サーニャが顔色を悪くしながら頭を抱えた。
反対にローゼは満面の笑みを浮かべて六花を見やる。
「六花、お主、我の従者になれ!」
ローゼの言葉を聞いて最初に反応したのは彼女の背後にいるサーニャだった。
「やっぱり……」
サーニャはその場に崩れ落ちていた。まさに、もうどうにでもなれ、と言った雰囲気を醸し出している。
六花は一瞬言葉の意味が理解出来ず小首を傾げたが、数秒して目を丸くする。
「いいんですか? 俺は、その……殺そうとしたのに……」
「ええい! 我が許してやると言っておるのじゃ! それにお主、行く当てはあるのか? いわゆる、交換条件というやつじゃ。お主は我のために働け。そして、我は元の世界に帰る方法が見つけるまでお主を従者として雇ってやる。どうじゃ? 衣食住はもちろん職も得られるのじゃ。悪くない話じゃろう?」
六花は生唾を呑み込んだ。
ローゼの圧もそうだが、なぜだが瞳の奥に硬貨の山が見えた気がした。こう言う目をしている人には近づくな、と五人もいる六花の姉の一人に言われたことがある。それでもどうしてだか温かいものを感じた。
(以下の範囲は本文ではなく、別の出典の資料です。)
mod chunk;
mod tokens;

use std::borrow::Cow;

use crate::{
    error::CompileError,
    traits::{SQLParam, ToSQL},
};
pub use chunk::*;
use core::fmt::{Display, Write};
use smallvec::SmallVec;
pub use tokens::*;

/// A rendered statement: SQL text with `$1..$n` placeholders plus the values
/// they refer to, in placeholder order.
#[derive(Debug, Clone, PartialEq)]
pub struct Statement<V> {
    pub text: String,
    pub values: Vec<V>,
}

impl<V> Statement<V> {
    pub fn new(text: impl Into<String>) -> Self {
        Self {
            text: text.into(),
            values: Vec::new(),
        }
    }
}

/// SQL fragment builder with flat chunk storage.
///
/// Fragments are concatenated, never nested, so values stay in textual order
/// and [`SQL::build`] can number placeholders in one pass no matter how deeply
/// the sub-queries that produced them were nested.
#[derive(Debug, Clone, PartialEq)]
pub struct SQL<V: SQLParam> {
    pub chunks: SmallVec<[SQLChunk<V>; 8]>,
}

impl<V: SQLParam> SQL<V> {
    // ==================== constructors ====================

    #[inline]
    pub const fn empty() -> Self {
        Self {
            chunks: SmallVec::new_const(),
        }
    }

    #[inline]
    pub fn token(t: Token) -> Self {
        Self {
            chunks: smallvec::smallvec![SQLChunk::Token(t)],
        }
    }

    /// Creates SQL with a quoted identifier
    #[inline]
    pub fn ident(name: impl Into<Cow<'static, str>>) -> Self {
        Self {
            chunks: smallvec::smallvec![SQLChunk::Ident(name.into())],
        }
    }

    /// Creates a qualified column reference: "table"."column"
    #[inline]
    pub fn qualified(
        table: impl Into<Cow<'static, str>>,
        column: impl Into<Cow<'static, str>>,
    ) -> Self {
        Self {
            chunks: smallvec::smallvec![
                SQLChunk::Ident(table.into()),
                SQLChunk::Token(Token::DOT),
                SQLChunk::Ident(column.into()),
            ],
        }
    }

    /// Creates SQL with raw text (unquoted)
    #[inline]
    pub fn raw(text: impl Into<Cow<'static, str>>) -> Self {
        Self {
            chunks: smallvec::smallvec![SQLChunk::Raw(text.into())],
        }
    }

    #[inline]
    pub fn number(value: u64) -> Self {
        Self {
            chunks: smallvec::smallvec![SQLChunk::Number(value)],
        }
    }

    /// Creates SQL with a single parameter value
    #[inline]
    pub fn param(value: impl Into<V>) -> Self {
        Self {
            chunks: smallvec::smallvec![SQLChunk::Param(value.into())],
        }
    }

    /// Creates SQL for a function call: NAME(args)
    /// Subqueries are wrapped in parentheses: NAME((SELECT ...))
    pub fn func(name: impl Into<Cow<'static, str>>, args: SQL<V>) -> Self {
        let args = if args.is_subquery() {
            args.parens()
        } else {
            args
        };
        SQL::raw(name)
            .push(Token::LPAREN)
            .append(args)
            .push(Token::RPAREN)
    }

    /// Parses a raw template whose placeholders are local (`$1` refers to
    /// `values[0]`). The values are inlined as params in textual order, so the
    /// template renumbers correctly wherever it is spliced.
    ///
    /// Placeholders inside quoted literals, quoted identifiers and
    /// dollar-quoted strings are left untouched. A placeholder may be
    /// repeated; each occurrence binds its own copy.
    pub fn template(text: &str, values: impl IntoIterator<Item = V>) -> Result<Self, CompileError> {
        let values: Vec<V> = values.into_iter().collect();
        let mut sql = SQL::empty();
        let mut segment = String::new();
        let mut rest = text;

        while let Some(ch) = rest.chars().next() {
            if let Some(span) = quoted_span(rest) {
                let len = span
                    .map_err(|kind| CompileError::InvalidTemplate(format!("unterminated {kind} in `{text}`")))?;
                segment.push_str(&rest[..len]);
                rest = &rest[len..];
                continue;
            }

            let digits = rest
                .strip_prefix('$')
                .map_or(0, |tail| tail.bytes().take_while(u8::is_ascii_digit).count());
            if digits == 0 {
                segment.push(ch);
                rest = &rest[ch.len_utf8()..];
                continue;
            }

            let index: usize = rest[1..=digits]
                .parse()
                .map_err(|_| CompileError::InvalidTemplate(format!("placeholder overflow in `{text}`")))?;
            let value = index
                .checked_sub(1)
                .and_then(|i| values.get(i))
                .ok_or_else(|| {
                    CompileError::InvalidTemplate(format!(
                        "`${index}` has no value ({} provided)",
                        values.len()
                    ))
                })?;
            if !segment.is_empty() {
                sql.push_mut(SQLChunk::Raw(Cow::Owned(core::mem::take(&mut segment))));
            }
            sql.push_mut(SQLChunk::Param(value.clone()));
            rest = &rest[1 + digits..];
        }

        if !segment.is_empty() {
            sql.push_mut(SQLChunk::Raw(Cow::Owned(segment)));
        }
        Ok(sql)
    }

    // ==================== builder methods ====================

    /// Append another SQL fragment (flat extend)
    #[inline]
    pub fn append(mut self, other: impl Into<SQL<V>>) -> Self {
        self.append_mut(other);
        self
    }

    #[inline]
    pub fn append_mut(&mut self, other: impl Into<SQL<V>>) {
        let other = other.into();
        if self.chunks.is_empty() {
            self.chunks = other.chunks;
            return;
        }
        self.chunks.extend(other.chunks);
    }

    /// Push a single chunk
    #[inline]
    pub fn push(mut self, chunk: impl Into<SQLChunk<V>>) -> Self {
        self.chunks.push(chunk.into());
        self
    }

    #[inline]
    pub fn push_mut(&mut self, chunk: impl Into<SQLChunk<V>>) {
        self.chunks.push(chunk.into());
    }

    // ==================== combinators ====================

    /// Joins multiple SQL fragments with a separator
    pub fn join<T>(sqls: T, separator: Token) -> SQL<V>
    where
        T: IntoIterator,
        T::Item: ToSQL<V>,
    {
        let mut iter = sqls.into_iter();
        let Some(first) = iter.next() else {
            return SQL::empty();
        };

        let mut result = first.into_sql();
        for item in iter {
            result.chunks.push(SQLChunk::Token(separator));
            result.chunks.extend(item.into_sql().chunks);
        }
        result
    }

    /// Wrap in parentheses: (self)
    #[inline]
    pub fn parens(self) -> Self {
        SQL::token(Token::LPAREN).append(self).push(Token::RPAREN)
    }

    /// Check if this SQL fragment is a subquery (starts with SELECT or WITH)
    #[inline]
    pub fn is_subquery(&self) -> bool {
        matches!(
            self.chunks.first(),
            Some(SQLChunk::Token(Token::SELECT | Token::WITH))
        )
    }

    /// self AS "name"
    pub fn alias(self, name: impl Into<Cow<'static, str>>) -> SQL<V> {
        self.push(Token::AS).push(SQLChunk::Ident(name.into()))
    }

    #[inline]
    pub fn is_empty(&self) -> bool {
        self.chunks.is_empty()
    }

    // ==================== output methods ====================

    /// Returns an iterator over the parameter values in placeholder order
    pub fn params(&self) -> impl Iterator<Item = &V> {
        self.chunks.iter().filter_map(|chunk| match chunk {
            SQLChunk::Param(value) => Some(value),
            _ => None,
        })
    }

    /// Renders the SQL text with `$1, $2, ...` placeholders.
    pub fn sql(&self) -> String {
        let mut buf = String::with_capacity(self.chunks.len().saturating_mul(8).max(64));
        self.write_to(&mut buf, false);
        buf
    }

    /// Renders the SQL text with every value inlined as a literal.
    ///
    /// Only for statements Postgres cannot parameterize, and for logging.
    pub fn inline(&self) -> String {
        let mut buf = String::with_capacity(self.chunks.len().saturating_mul(8).max(64));
        self.write_to(&mut buf, true);
        buf
    }

    /// Generates the SQL text and collects the values in a single pass.
    ///
    /// The `n`-th placeholder in the text always refers to `values[n - 1]`.
    pub fn build(self) -> Statement<V> {
        let text = self.sql();
        let values = self
            .chunks
            .into_iter()
            .filter_map(|chunk| match chunk {
                SQLChunk::Param(value) => Some(value),
                _ => None,
            })
            .collect();
        Statement { text, values }
    }

    fn write_to(&self, buf: &mut impl Write, inline: bool) {
        let mut param_index = 1usize;
        for (i, chunk) in self.chunks.iter().enumerate() {
            match chunk {
                SQLChunk::Param(_) if !inline => {
                    let _ = write!(buf, "${param_index}");
                    param_index += 1;
                }
                _ => chunk.write(buf),
            }

            if self.needs_space(i) {
                let _ = buf.write_char(' ');
            }
        }
    }

    fn needs_space(&self, index: usize) -> bool {
        let Some(next) = self.chunks.get(index + 1) else {
            return false;
        };
        chunk_needs_space(&self.chunks[index], next)
    }
}

/// Byte length of the quoted span opening `rest`: a `'literal'`, a
/// `"identifier"` or a `$tag$ ... $tag$` string. `None` when `rest` does not
/// open one; the error names the span kind when it never closes.
fn quoted_span(rest: &str) -> Option<Result<usize, &'static str>> {
    let (close, kind) = match *rest.as_bytes().first()? {
        b'\'' => ("'", "literal"),
        b'"' => ("\"", "quoted identifier"),
        b'$' => {
            let tail = &rest[1..];
            if tail.starts_with(|c: char| c.is_ascii_digit()) {
                return None;
            }
            let tag_len = tail.find(|c: char| !(c.is_ascii_alphanumeric() || c == '_'))?;
            if !tail[tag_len..].starts_with('$') {
                return None;
            }
            (&rest[..tag_len + 2], "dollar-quoted string")
        }
        _ => return None,
    };
    let open = close.len();
    Some(
        rest[open..]
            .find(close)
            .map(|end| open + end + close.len())
            .ok_or(kind),
    )
}

// ==================== trait implementations ====================

impl<V: SQLParam> Default for SQL<V> {
    fn default() -> Self {
        Self::empty()
    }
}

impl<V: SQLParam> From<Token> for SQL<V> {
    fn from(value: Token) -> Self {
        SQL::token(value)
    }
}

impl<V: SQLParam> From<&'static str> for SQL<V> {
    fn from(s: &'static str) -> Self {
        SQL::raw(s)
    }
}

impl<V: SQLParam> Display for SQL<V> {
    fn fmt(&self, f: &mut core::fmt::Formatter<'_>) -> core::fmt::Result {
        let params: Vec<_> = self.params().collect();
        write!(f, r#"sql: "{}", params: {:?}"#, self.sql(), params)
    }
}

impl<V: SQLParam> ToSQL<V> for SQL<V> {
    fn to_sql(&self) -> SQL<V> {
        self.clone()
    }

    fn into_sql(self) -> SQL<V> {
        self
    }
}

impl<V: SQLParam> FromIterator<SQLChunk<V>> for SQL<V> {
    fn from_iter<I: IntoIterator<Item = SQLChunk<V>>>(iter: I) -> Self {
        Self {
            chunks: SmallVec::from_iter(iter),
        }
    }
}

impl<V: SQLParam> IntoIterator for SQL<V> {
    type Item = SQLChunk<V>;
    type IntoIter = smallvec::IntoIter<[SQLChunk<V>; 8]>;

    fn into_iter(self) -> Self::IntoIter {
        self.chunks.into_iter()
    }
}

#[cfg(test)]
mod tests {
    use super::*;

    #[derive(Debug, Clone, PartialEq)]
    struct Int(i64);

    impl SQLParam for Int {
        fn to_literal(&self) -> String {
            self.0.to_string()
        }
    }

    type Sql = SQL<Int>;

    #[test]
    fn numbers_placeholders_in_textual_order() {
        let inner = Sql::token(Token::SELECT)
            .append(Sql::qualified("t", "id"))
            .push(Token::FROM)
            .append(Sql::ident("t"))
            .push(Token::WHERE)
            .append(Sql::ident("a"))
            .push(Token::EQ)
            .append(Sql::param(Int(2)));
        let sql = Sql::token(Token::SELECT)
            .append(Sql::param(Int(1)))
            .push(Token::COMMA)
            .append(inner.parens())
            .push(Token::COMMA)
            .append(Sql::param(Int(3)));

        let statement = sql.build();
        assert_eq!(
            statement.text,
            r#"SELECT $1, (SELECT "t"."id" FROM "t" WHERE "a" = $2), $3"#
        );
        assert_eq!(statement.values, vec![Int(1), Int(2), Int(3)]);
    }

    #[test]
    fn rendering_is_idempotent() {
        let sql = Sql::token(Token::SELECT).append(Sql::param(Int(7))).alias("x");
        assert_eq!(sql.sql(), sql.sql());
        assert_eq!(sql.clone().build(), sql.build());
    }

    #[test]
    fn function_calls_and_casts_are_glued() {
        let sql = Sql::func("count", Sql::token(Token::STAR))
            .push(Token::COMMA)
            .append(Sql::param(Int(1)))
            .push(Token::CAST)
            .append(Sql::raw("int4"));
        assert_eq!(sql.sql(), "count(*), $1::int4");
    }

    #[test]
    fn template_renumbers_inside_parent() {
        let template = Sql::template("a = $1 AND b = $2 OR c = $1", [Int(10), Int(20)]).unwrap();
        let sql = Sql::token(Token::WHERE)
            .append(Sql::ident("x"))
            .push(Token::EQ)
            .append(Sql::param(Int(5)))
            .push(Token::AND)
            .append(template.parens());

        let statement = sql.build();
        assert_eq!(
            statement.text,
            r#"WHERE "x" = $1 AND (a = $2 AND b = $3 OR c = $4)"#
        );
        assert_eq!(statement.values, vec![Int(5), Int(10), Int(20), Int(10)]);
    }

    #[test]
    fn template_keeps_casts_and_literals() {
        let sql = Sql::template("$1::int8 + '$2'", [Int(1)]).unwrap();
        assert_eq!(sql.sql(), "$1::int8 + '$2'");
    }

    #[test]
    fn template_skips_quoted_identifiers_and_dollar_quotes() {
        let template = Sql::template(r#""col$1", $$ $1 $$, $fn$ $2 $fn$, $1"#, [Int(7)]).unwrap();
        let statement = Sql::param(Int(5)).push(Token::COMMA).append(template).build();
        assert_eq!(statement.text, r#"$1, "col$1", $$ $1 $$, $fn$ $2 $fn$, $2"#);
        assert_eq!(statement.values, vec![Int(5), Int(7)]);

        assert!(matches!(
            Sql::template("$tag$ never closed", []),
            Err(CompileError::InvalidTemplate(message)) if message.contains("dollar-quoted")
        ));
    }

    #[test]
    fn template_rejects_missing_values() {
        assert!(matches!(
            Sql::template("a = $2", [Int(1)]),
            Err(CompileError::InvalidTemplate(_))
        ));
        assert!(matches!(
            Sql::template("a = $0", [Int(1)]),
            Err(CompileError::InvalidTemplate(_))
        ));
        assert!(matches!(
            Sql::template("a = 'oops", []),
            Err(CompileError::InvalidTemplate(_))
        ));
    }

    #[test]
    fn inline_renders_literals() {
        let sql = Sql::ident("n").push(Token::EQ).append(Sql::param(Int(3)));
        assert_eq!(sql.inline(), r#""n" = 3"#);
    }
}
ローゼとサーニャの性格や人柄は仮面の集団から事前に知らされていた。しかし、彼女達からはそれ以上の優しさや愛情のようなものを感じる。一緒にいれば心地良い日々を送れると分かってしまう。
だから、
「もう一度問うぞ」
ローゼが真剣な面持ちで再度問う。
「六花。お主、我の従者にならぬか?」
六花は真っ直ぐローゼを見てから笑顔を浮かべる。
「はい。よろしくお願いします!」
この瞬間、異世界『ファンタジア』に新たな風が吹き抜ける。今は小さなつむじ風でも時がくれば世界を、歴史を動かす旋風へと変貌する。
これはその始まりの一歩に過ぎない。
ここから彼等彼女等の物語が始まる。